Using JsonAny.Parse() and Person.Parse()
You don't have to manage JsonDocument lifetime manually. JsonAny.Parse() clones the relevant segment and disposes the underlying document:
Person michaelOldroyd = JsonAny.Parse(jsonText);
Or use the type-specific Parse() method directly:
var michaelOldroyd = Person.Parse(jsonText);
Type conversions
All types in Corvus.Json implement IJsonValue. Every generated type has implicit conversions to and from JsonAny, which enables zero-ceremony interop:
// Any IJsonValue → JsonAny → Any other IJsonValue
JsonFoo myFoo = ...;
JsonBar myBar = myFoo.As<JsonBar>();
The code generator examines each schema and emits appropriate conversions. For example, PersonNameElement (a string schema) converts implicitly to string, and JsonDate converts implicitly to NodaTime.LocalDate.
Converting between types doesn't guarantee validity — always validate if correctness matters.
Serialization
All JSON types support WriteTo(Utf8JsonWriter) for efficient output:
Utf8JsonWriter writer = ...;
michaelOldroyd.WriteTo(writer);
For quick inspection, use the Serialize() extension method:
string serialized = michaelOldroyd.Serialize();
Console.WriteLine(serialized);
// {"name":{"familyName":"Oldroyd","givenName":"Michael","otherNames":["Francis","James"]},"dateOfBirth":"1944-07-14"}
Prefer
WriteTo()in production — it writes UTF-8 bytes directly to the output without string allocation.Serialize()is convenient for debugging but allocates a string.
Validation
JSON Schema uses a duck-typing model — it describes the shape of data rather than enforcing a rigid type system. When you construct a C# type from JSON data, it will be safe to use only if the data is valid according to the schema.

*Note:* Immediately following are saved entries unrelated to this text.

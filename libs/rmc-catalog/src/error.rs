use http::StatusCode;
use rmc_auth::AuthError;
use thiserror::Error;

/// Errors returned by [`CatalogClient`](crate::CatalogClient).
#[derive(Debug, Error)]
#[non_exhaustive]
pub enum ApiError {
    /// No token could be obtained.
    #[error("authentication failed: {0}")]
    Auth(#[from] AuthError),

    /// The API answered with a non-2xx status (after the single retry on 401).
    #[error("catalog API returned HTTP {status}: {body}")]
    Status { status: StatusCode, body: String },

    /// Transport failure talking to the API.
    #[error("{0}")]
    Http(String),

    /// The query was rejected locally; nothing was sent.
    #[error("invalid catalog query: {0}")]
    InvalidRequest(String),

    /// 2xx response whose body is not the expected JSON.
    #[error("invalid catalog response: {0}")]
    InvalidResponse(String),

    #[error("catalog client config error: {0}")]
    Config(String),
}

impl ApiError {
    /// HTTP status of a rejected API call.
    #[must_use]
    pub fn status(&self) -> Option<StatusCode> {
        match self {
            Self::Status { status, .. } => Some(*status),
            _ => None,
        }
    }
}
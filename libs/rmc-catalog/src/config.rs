use url::Url;

use crate::error::ApiError;

/// Path of the query endpoint below the API base URL.
pub const CATALOG_QUERY_PATH: [&str; 3] = ["v1", "catalog", "query"];

/// Configuration of a [`CatalogClient`](crate::CatalogClient).
#[derive(Debug, Clone, Default)]
pub struct CatalogClientConfig {
    /// API base URL; queries go to `<base_url>/v1/catalog/query`.
    pub base_url: Option<Url>,

    /// HTTP client settings; `None` uses
    /// [`HttpClientConfig::catalog_api`](rmc_http::HttpClientConfig::catalog_api).
    pub http_config: Option<rmc_http::HttpClientConfig>,
}

impl CatalogClientConfig {
    /// Resolve `<base_url>/v1/catalog/query`.
    ///
    /// # Errors
    /// Returns `ApiError::Config` if `base_url` is unset, not `http(s)`, or
    /// cannot carry a path.
    pub fn query_endpoint(&self) -> Result<Url, ApiError> {
        let base = self
            .base_url
            .as_ref()
            .ok_or_else(|| ApiError::Config("api base_url is required".into()))?;
        if !matches!(base.scheme(), "http" | "https") {
            return Err(ApiError::Config(format!(
                "api base_url must be http(s), got '{}'",
                base.scheme()
            )));
        }
        rmc_utils::append_path(base, &CATALOG_QUERY_PATH).map_err(|e| ApiError::Config(e.to_string()))
    }
}
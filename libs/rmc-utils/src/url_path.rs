use thiserror::Error;
use url::Url;

/// The base URL cannot carry a path (e.g. `mailto:` or `data:` URLs).
#[derive(Error, Debug, Clone, PartialEq, Eq)]
#[error("URL '{base}' cannot be used as a base")]
pub struct UrlPathError {
    base: String,
}

/// Append path segments to `base`, keeping any path prefix it already has.
///
/// Unlike [`Url::join`], a base without a trailing slash is not truncated:
/// `https://h/gw` + `["v1", "catalog"]` yields `https://h/gw/v1/catalog`.
/// Query and fragment of the base are dropped.
///
/// # Errors
///
/// Returns [`UrlPathError`] if `base` cannot be a base URL.
pub fn append_path(base: &Url, segments: &[&str]) -> Result<Url, UrlPathError> {
    let mut url = base.clone();
    url.set_query(None);
    url.set_fragment(None);
    {
        let mut path = url.path_segments_mut().map_err(|()| UrlPathError {
            base: base.to_string(),
        })?;
        path.pop_if_empty();
        path.extend(segments);
    }
    Ok(url)
}
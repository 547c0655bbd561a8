#![cfg_attr(coverage_nightly, feature(coverage_attribute))]
#![warn(warnings)]

//! Small building blocks shared by the catalog client crates.

#[cfg(feature = "serde")]
pub mod humantime_serde;
mod secret_string;
mod url_path;

pub use secret_string::SecretString;
pub use url_path::{UrlPathError, append_path};
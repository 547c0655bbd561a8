use rmc_http::HttpError;

/// Render an [`HttpError`] as a secret-free message prefixed with `prefix`.
///
/// Status errors report the status code only; response bodies are never
/// included.
#[must_use]
pub fn format_http_error(e: &HttpError, prefix: &str) -> String {
    match e {
        HttpError::HttpStatus { status, .. } => format!("{prefix} HTTP {status}"),
        HttpError::Json(err) => format!("{prefix} JSON error: {err}"),
        HttpError::Timeout(after) => format!("{prefix} request timed out after {after:?}"),
        HttpError::Transport(err) => format!("{prefix} transport error: {err}"),
        HttpError::Tls(err) => format!("{prefix} TLS error: {err}"),
        HttpError::BodyTooLarge { limit, actual } => {
            format!("{prefix} response too large: limit {limit} bytes, got {actual} bytes")
        }
        HttpError::Request(err) => format!("{prefix} request build failed: {err}"),
        HttpError::InvalidHeader(err) => format!("{prefix} invalid header: {err}"),
        HttpError::FormEncode(err) => format!("{prefix} form encode error: {err}"),
        HttpError::Overloaded => format!("{prefix} request rejected: client overloaded"),
        HttpError::ServiceClosed => format!("{prefix} HTTP client unavailable"),
        HttpError::InvalidUrl { url, reason, .. } => {
            format!("{prefix} invalid URL '{url}': {reason}")
        }
        HttpError::InvalidScheme { scheme, reason } => {
            format!("{prefix} invalid scheme '{scheme}': {reason}")
        }
        // Unknown variants may format sensitive data; keep it generic
        _ => format!("{prefix} request failed"),
    }
}
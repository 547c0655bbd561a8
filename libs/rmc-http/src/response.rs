use crate::error::{BoxError, HttpError};
use crate::security::ERROR_BODY_PREVIEW_LIMIT;
use bytes::Bytes;
use http::{HeaderMap, Response, StatusCode};
use http_body_util::BodyExt;
use serde::de::DeserializeOwned;
use std::time::Duration;

/// Boxed response body type used by the client stack
pub type ResponseBody = http_body_util::combinators::BoxBody<Bytes, BoxError>;

/// HTTP response with size-limited body readers
///
/// `send()` yields this for every status code. Non-2xx statuses only become
/// errors through the checked readers ([`checked_bytes`](Self::checked_bytes),
/// [`json`](Self::json)). Body reads share the request's timeout budget.
#[derive(Debug)]
pub struct HttpResponse {
    pub(crate) inner: Response<ResponseBody>,
    pub(crate) max_body_size: usize,
    /// `None` when the timeout is too large to represent.
    pub(crate) deadline: Option<tokio::time::Instant>,
    pub(crate) request_timeout: Duration,
}

impl HttpResponse {
    #[must_use]
    pub fn status(&self) -> StatusCode {
        self.inner.status()
    }

    #[must_use]
    pub fn headers(&self) -> &HeaderMap {
        self.inner.headers()
    }

    /// Read the whole body regardless of status.
    ///
    /// # Errors
    /// Returns `HttpError::BodyTooLarge` past the size limit,
    /// `HttpError::Timeout` once the request deadline passes, or a transport
    /// error
    pub async fn bytes(self) -> Result<Bytes, HttpError> {
        let limit = self.max_body_size;
        self.read_body(limit).await
    }

    /// Read the body as (lossy) UTF-8 regardless of status.
    ///
    /// # Errors
    /// Same as [`bytes`](Self::bytes)
    pub async fn text(self) -> Result<String, HttpError> {
        let body = self.bytes().await?;
        Ok(String::from_utf8_lossy(&body).into_owned())
    }

    /// Read the body, failing with a preview of it on non-2xx status.
    ///
    /// # Errors
    /// Returns `HttpError::HttpStatus` for non-2xx, otherwise as [`bytes`](Self::bytes)
    pub async fn checked_bytes(self) -> Result<Bytes, HttpError> {
        let status = self.inner.status();
        if status.is_success() {
            return self.bytes().await;
        }

        let limit = self.max_body_size.min(ERROR_BODY_PREVIEW_LIMIT);
        let body_preview = match self.read_body(limit).await {
            Ok(body) => String::from_utf8_lossy(&body).into_owned(),
            Err(HttpError::BodyTooLarge { .. }) => "<body too large for preview>".to_owned(),
            Err(e) => return Err(e),
        };
        Err(HttpError::HttpStatus {
            status,
            body_preview,
        })
    }

    /// Deserialize a 2xx JSON body.
    ///
    /// # Errors
    /// Returns `HttpError::HttpStatus` for non-2xx and `HttpError::Json` for bad JSON
    pub async fn json<T: DeserializeOwned>(self) -> Result<T, HttpError> {
        let body = self.checked_bytes().await?;
        Ok(serde_json::from_slice(&body)?)
    }
}

impl HttpResponse {
    async fn read_body(self, limit: usize) -> Result<Bytes, HttpError> {
        let read = read_limited(self.inner, limit);
        match self.deadline {
            Some(deadline) => tokio::time::timeout_at(deadline, read)
                .await
                .map_err(|_| HttpError::Timeout(self.request_timeout))?,
            None => read.await,
        }
    }
}

async fn read_limited(response: Response<ResponseBody>, limit: usize) -> Result<Bytes, HttpError> {
    let mut body = response.into_body();
    let mut collected = Vec::new();

    while let Some(frame) = body.frame().await {
        let frame = frame.map_err(HttpError::Transport)?;
        if let Some(chunk) = frame.data_ref() {
            let total = collected.len() + chunk.len();
            if total > limit {
                return Err(HttpError::BodyTooLarge {
                    limit,
                    actual: total,
                });
            }
            collected.extend_from_slice(chunk);
        }
    }

    Ok(Bytes::from(collected))
}

#[cfg(test)]
#[cfg_attr(coverage_nightly, coverage(off))]
mod tests {
    use super::*;
    use http_body_util::Full;
    use hyper::body::{Body, Frame};
    use std::pin::Pin;
    use std::task::{Context, Poll};

    /// Body that never yields a frame, like a server stuck after the headers.
    struct Stalled;

    impl Body for Stalled {
        type Data = Bytes;
        type Error = BoxError;

        fn poll_frame(
            self: Pin<&mut Self>,
            _cx: &mut Context<'_>,
        ) -> Poll<Option<Result<Frame<Bytes>, BoxError>>> {
            Poll::Pending
        }
    }

    fn wrap(status: u16, body: ResponseBody, limit: usize, timeout: Duration) -> HttpResponse {
        let inner = Response::builder()
            .status(status)
            .header("content-type", "application/json")
            .body(body)
            .unwrap();
        HttpResponse {
            inner,
            max_body_size: limit,
            deadline: tokio::time::Instant::now().checked_add(timeout),
            request_timeout: timeout,
        }
    }

    fn response(status: u16, body: &'static str, limit: usize) -> HttpResponse {
        let body: ResponseBody = Full::new(Bytes::from_static(body.as_bytes()))
            .map_err(|never| -> BoxError { match never {} })
            .boxed();
        wrap(status, body, limit, Duration::from_secs(5))
    }

    #[tokio::test]
    async fn checked_bytes_carries_error_body_preview() {
        let err = response(400, r#"{"error":"bad"}"#, 1024)
            .checked_bytes()
            .await
            .unwrap_err();
        match err {
            HttpError::HttpStatus {
                status,
                body_preview,
            } => {
                assert_eq!(status, StatusCode::BAD_REQUEST);
                assert_eq!(body_preview, r#"{"error":"bad"}"#);
            }
            other => panic!("unexpected error: {other:?}"),
        }
    }

    #[tokio::test]
    async fn text_reads_error_bodies() {
        let text = response(500, "boom", 1024).text().await.unwrap();
        assert_eq!(text, "boom");
    }

    #[tokio::test]
    async fn body_limit_is_enforced() {
        let err = response(200, "0123456789", 4).bytes().await.unwrap_err();
        assert!(matches!(err, HttpError::BodyTooLarge { limit: 4, .. }));
    }

    #[tokio::test]
    async fn json_rejects_non_json_success_body() {
        let err = response(200, "<html>", 1024)
            .json::<serde_json::Value>()
            .await
            .unwrap_err();
        assert!(matches!(err, HttpError::Json(_)));
    }

    #[tokio::test]
    async fn stalled_body_hits_the_request_deadline() {
        let resp = wrap(200, Stalled.boxed(), 1024, Duration::from_millis(50));
        let err = resp.bytes().await.unwrap_err();
        assert!(
            matches!(err, HttpError::Timeout(d) if d == Duration::from_millis(50)),
            "{err:?}"
        );
    }

    #[tokio::test]
    async fn stalled_error_body_hits_the_request_deadline() {
        let resp = wrap(502, Stalled.boxed(), 1024, Duration::from_millis(50));
        let err = resp.checked_bytes().await.unwrap_err();
        assert!(matches!(err, HttpError::Timeout(_)), "{err:?}");
    }
}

The code generator emits a Validate() method on each type. For simple pass/fail checks, use the IsValid() extension:
bool isValid = michaelOldroyd.IsValid();
Console.WriteLine($"michaelOldroyd {(isValid ? "is" : "is not")} valid.");
// Output: michaelOldroyd is valid.
Invalid data
Even when data is invalid, you can still access the parts that are present:
string invalidJsonText =
"""
{
"name": {
"givenName": "Michael",
"otherNames": ["Francis", "James"]
},
"dateOfBirth": "1944-07-14"
}
""";
Person invalidPerson = JsonAny.Parse(invalidJsonText);
Console.WriteLine($"Is valid: {invalidPerson.IsValid()}");
// Output: Is valid: False
// The missing familyName makes it invalid, but we can still read what's there
string givenName = (string)invalidPerson.Name.GivenName;
Console.WriteLine(givenName);
// Output: Michael
This forgiving approach is useful for diagnostics and self-healing scenarios. If you need to fail fast, validate first and throw an exception.

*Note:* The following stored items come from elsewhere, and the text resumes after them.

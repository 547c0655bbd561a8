use std::fmt;

use zeroize::{Zeroize, ZeroizeOnDrop};

/// Opaque wrapper around a credential: a client secret or an issued access
/// token.
///
/// `Debug` and `Display` both print `[REDACTED]`. The only way to read the
/// value is [`expose`](Self::expose), which call sites use when building a
/// form body or an `Authorization` header.
///
/// The backing buffer is zeroed on drop.
#[derive(Zeroize, ZeroizeOnDrop)]
pub struct SecretString(String);

impl SecretString {
    /// Wrap a plain value.
    pub fn new(value: impl Into<String>) -> Self {
        Self(value.into())
    }

    /// Read-only access to the underlying secret.
    ///
    /// Callers must not log or persist the returned slice.
    #[must_use]
    pub fn expose(&self) -> &str {
        &self.0
    }

    /// `true` when the wrapped value is empty or whitespace only.
    #[must_use]
    pub fn is_blank(&self) -> bool {
        self.0.trim().is_empty()
    }
}

impl Clone for SecretString {
    fn clone(&self) -> Self {
        Self(self.0.clone())
    }
}

impl Default for SecretString {
    fn default() -> Self {
        Self(String::new())
    }
}

impl fmt::Debug for SecretString {
    fn fmt(&self, f: &mut fmt::Formatter<'_>) -> fmt::Result {
        f.write_str("[REDACTED]")
    }
}

impl fmt::Display for SecretString {
    fn fmt(&self, f: &mut fmt::Formatter<'_>) -> fmt::Result {
        f.write_str("[REDACTED]")
    }
}

/// Secrets are read from configuration but never written back out.
#[cfg(feature = "serde")]
impl<'de> serde::Deserialize<'de> for SecretString {
    fn deserialize<D>(deserializer: D) -> Result<Self, D::Error>
    where
        D: serde::Deserializer<'de>,
    {
        String::deserialize(deserializer).map(Self)
    }
}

Values, Null, and Undefined
JSON properties have three states:
{ "foo": 3.14 } // Present with a value
{ "foo": null } // Present but null
{} // Not present (undefined)
Accessing a property that is undefined will throw when you try to convert it to a .NET type. Use the extension methods to check first:
string givenName =
michaelOldroyd.Name.GivenName.IsNotUndefined()
? (string)michaelOldroyd.Name.GivenName
: "[no given name specified]";
Related extensions: IsNull(), IsNullOrUndefined(), IsNotUndefined().
Nullable properties: You can pass
--optionalAsNullableto the code generator to emit optional properties asNullable<T>directly, giving a more idiomatic .NET experience.
Additional properties
JSON Schema allows additional properties by default. Access them with TryGetProperty():
if (michaelOldroyd.TryGetProperty("occupation", out JsonAny occupation) &&
occupation.ValueKind == JsonValueKind.String)
{
Console.WriteLine($"occupation: {occupation.AsString}");
}
Enumerating properties
Use EnumerateObject() to iterate all properties. Filter out well-known properties using the generated JsonPropertyNames constants:
foreach (JsonObjectProperty property in michaelOldroyd.EnumerateObject())
{
if (property.NameEquals(Person.JsonPropertyNames.DateOfBirthUtf8) ||
property.NameEquals(Person.JsonPropertyNames.NameUtf8))
{
continue; // Skip well-known properties
}
Console.WriteLine($"{(string)property.Name}: {property.Value}");
}
The
NameEquals()method with the pre-encodedXXXUtf8properties avoids allocating strings for property name comparisons.
Working with arrays
Array types expose EnumerateArray(), Length, and indexer access:
foreach (PersonNameElement otherName in michaelOldroyd.Name.OtherNames.EnumerateArray())
{
Console.WriteLine(otherName);
}
// Output:
// Francis
// James
Preserving information
Unlike code-first serializers, the V4 type model preserves all information through roundtrips — including additional properties, unknown extensions, and structural details — even when converting between types.
Creating JSON
Creating primitives
Primitive types support both implicit conversion and explicit construction:
JsonString myString = "hello";
JsonNumber myNumber = 3.14;
JsonBoolean myBool = true;
JsonNull myNull = JsonAny.Null;
Explore the extended types like JsonDateTime, JsonInteger, JsonEmail, and others for format-specific schemas.
Creating arrays
Array types with a simple item schema emit FromItems() and FromRange() factory methods:
// From individual items (with implicit conversion from string)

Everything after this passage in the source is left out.